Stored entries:
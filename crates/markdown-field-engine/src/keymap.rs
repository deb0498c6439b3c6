//! Keyboard command dispatch.
//!
//! The shell resolves the platform and hands over plain key events; this
//! module decides which of them the editor intercepts.

use crate::editing::{Cmd, FormatCommand};

/// Which modifier acts as the command key
#[derive(Debug, Clone, Copy, PartialEq, Eq, Default)]
pub enum Platform {
    /// Cmd (reported as `meta`)
    Mac,
    /// Ctrl
    #[default]
    Other,
}

/// Editor tab
#[derive(Debug, Clone, Copy, PartialEq, Eq, Default)]
pub enum Mode {
    #[default]
    Write,
    Preview,
}

impl Mode {
    pub fn toggled(self) -> Self {
        match self {
            Mode::Write => Mode::Preview,
            Mode::Preview => Mode::Write,
        }
    }

    pub fn label(self) -> &'static str {
        match self {
            Mode::Write => "Write",
            Mode::Preview => "Preview",
        }
    }
}

#[derive(Debug, Clone, Copy, PartialEq, Eq)]
pub enum Key {
    Char(char),
    Enter,
    Backspace,
    Delete,
    Tab,
    Left,
    Right,
    Up,
    Down,
    Home,
    End,
    Escape,
}

#[derive(Debug, Clone, Copy, PartialEq, Eq, Default)]
pub struct Modifiers {
    pub ctrl: bool,
    pub shift: bool,
    pub alt: bool,
    pub meta: bool,
}

impl Modifiers {
    pub const NONE: Self = Self {
        ctrl: false,
        shift: false,
        alt: false,
        meta: false,
    };

    /// Whether the platform's command modifier is held
    pub fn command(&self, platform: Platform) -> bool {
        match platform {
            Platform::Mac => self.meta,
            Platform::Other => self.ctrl,
        }
    }
}

/// A key press as reported by the editing surface
#[derive(Debug, Clone, Copy, PartialEq, Eq)]
pub struct KeyInput {
    pub key: Key,
    pub modifiers: Modifiers,
}

impl KeyInput {
    pub fn new(key: Key, modifiers: Modifiers) -> Self {
        Self { key, modifiers }
    }

    pub fn plain(key: Key) -> Self {
        Self::new(key, Modifiers::NONE)
    }

    /// The key with the platform's command modifier held
    pub fn command(key: Key, platform: Platform) -> Self {
        let modifiers = match platform {
            Platform::Mac => Modifiers {
                meta: true,
                ..Modifiers::NONE
            },
            Platform::Other => Modifiers {
                ctrl: true,
                ..Modifiers::NONE
            },
        };
        Self::new(key, modifiers)
    }

    pub fn with_shift(mut self) -> Self {
        self.modifiers.shift = true;
        self
    }
}

/// What an intercepted key asks the editor to do
#[derive(Debug, Clone, PartialEq)]
pub enum Action {
    Undo,
    Redo,
    Edit(Cmd),
}

/// Map a key press to an editor action.
///
/// Only the Write tab dispatches. Enter and Backspace map to list commands
/// that may still decline when the cursor is not on a list line; anything
/// else returns `None` and is left to the default text input.
pub fn dispatch(input: &KeyInput, mode: Mode, platform: Platform) -> Option<Action> {
    if mode != Mode::Write {
        return None;
    }

    let command = input.modifiers.command(platform);
    let shift = input.modifiers.shift;

    match input.key {
        Key::Char(c) if command && c.eq_ignore_ascii_case(&'z') => {
            Some(if shift { Action::Redo } else { Action::Undo })
        }
        Key::Char('b') if command => Some(Action::Edit(FormatCommand::Bold.into())),
        Key::Char('u') if command => Some(Action::Edit(FormatCommand::Underline.into())),
        Key::Enter => Some(Action::Edit(Cmd::ContinueList)),
        Key::Backspace => Some(Action::Edit(Cmd::RemoveListMarker)),
        _ => None,
    }
}
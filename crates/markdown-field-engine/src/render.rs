use std::sync::OnceLock;

use pulldown_cmark::{CowStr, Event, Options, Parser, Tag, TagEnd, html};
use regex::Regex;

static UNDERLINE_REGEX: OnceLock<Regex> = OnceLock::new();

fn underline_regex() -> &'static Regex {
    UNDERLINE_REGEX.get_or_init(|| Regex::new(r"(?s)__(.+?)__").expect("Invalid underline regex"))
}

/// Render Markdown to HTML for the preview tab.
///
/// Standard CommonMark via pulldown-cmark, except that `__text__` always
/// renders as `<u>`. Where CommonMark parses it as strong emphasis the inner
/// content is rendered normally, so `__a *b*__` nests; anywhere else
/// (intraword, space-flanked) the literal text run is split around `<u>`.
pub fn render(text: &str) -> String {
    let mut options = Options::empty();
    options.insert(Options::ENABLE_STRIKETHROUGH);
    options.insert(Options::ENABLE_TABLES);
    options.insert(Options::ENABLE_TASKLISTS);

    // One entry per open strong span: was it written with `__`?
    let mut strong_stack: Vec<bool> = Vec::new();

    let events = Parser::new_ext(text, options)
        .into_offset_iter()
        .map(|(event, range)| match event {
            Event::Start(Tag::Strong) => {
                let underline = text.get(range).is_some_and(|raw| raw.starts_with("__"));
                strong_stack.push(underline);
                if underline {
                    Event::InlineHtml(CowStr::Borrowed("<u>"))
                } else {
                    Event::Start(Tag::Strong)
                }
            }
            Event::End(TagEnd::Strong) => {
                if strong_stack.pop() == Some(true) {
                    Event::InlineHtml(CowStr::Borrowed("</u>"))
                } else {
                    Event::End(TagEnd::Strong)
                }
            }
            other => other,
        });

    let mut output = String::with_capacity(text.len() * 3 / 2);
    html::push_html(&mut output, underline_text_runs(events).into_iter());
    output
}

/// Merge adjacent text events and underline any `__…__` left inside them.
///
/// Code blocks are passed through untouched.
fn underline_text_runs<'a>(events: impl Iterator<Item = Event<'a>>) -> Vec<Event<'a>> {
    let mut out = Vec::new();
    let mut run = String::new();
    let mut in_code_block = false;

    for event in events {
        if !in_code_block && let Event::Text(text) = &event {
            run.push_str(text);
            continue;
        }
        flush_run(&mut run, &mut out);
        match &event {
            Event::Start(Tag::CodeBlock(_)) => in_code_block = true,
            Event::End(TagEnd::CodeBlock) => in_code_block = false,
            _ => {}
        }
        out.push(event);
    }
    flush_run(&mut run, &mut out);
    out
}

fn flush_run(run: &mut String, out: &mut Vec<Event<'_>>) {
    if run.is_empty() {
        return;
    }
    let text = std::mem::take(run);
    let mut last = 0;
    for caps in underline_regex().captures_iter(&text) {
        let (Some(whole), Some(inner)) = (caps.get(0), caps.get(1)) else {
            continue;
        };
        if whole.start() > last {
            out.push(Event::Text(CowStr::from(text[last..whole.start()].to_string())));
        }
        out.push(Event::InlineHtml(CowStr::Borrowed("<u>")));
        out.push(Event::Text(CowStr::from(inner.as_str().to_string())));
        out.push(Event::InlineHtml(CowStr::Borrowed("</u>")));
        last = whole.end();
    }
    if last < text.len() {
        out.push(Event::Text(CowStr::from(text[last..].to_string())));
    }
}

Exercise directions: Would you filter the records and copy each line that contains the word "Char"?

Output:
    Char(char),
        Key::Char(c) if command && c.eq_ignore_ascii_case(&'z') => {
        Key::Char('b') if command => Some(Action::Edit(FormatCommand::Bold.into())),
        Key::Char('u') if command => Some(Action::Edit(FormatCommand::Underline.into())),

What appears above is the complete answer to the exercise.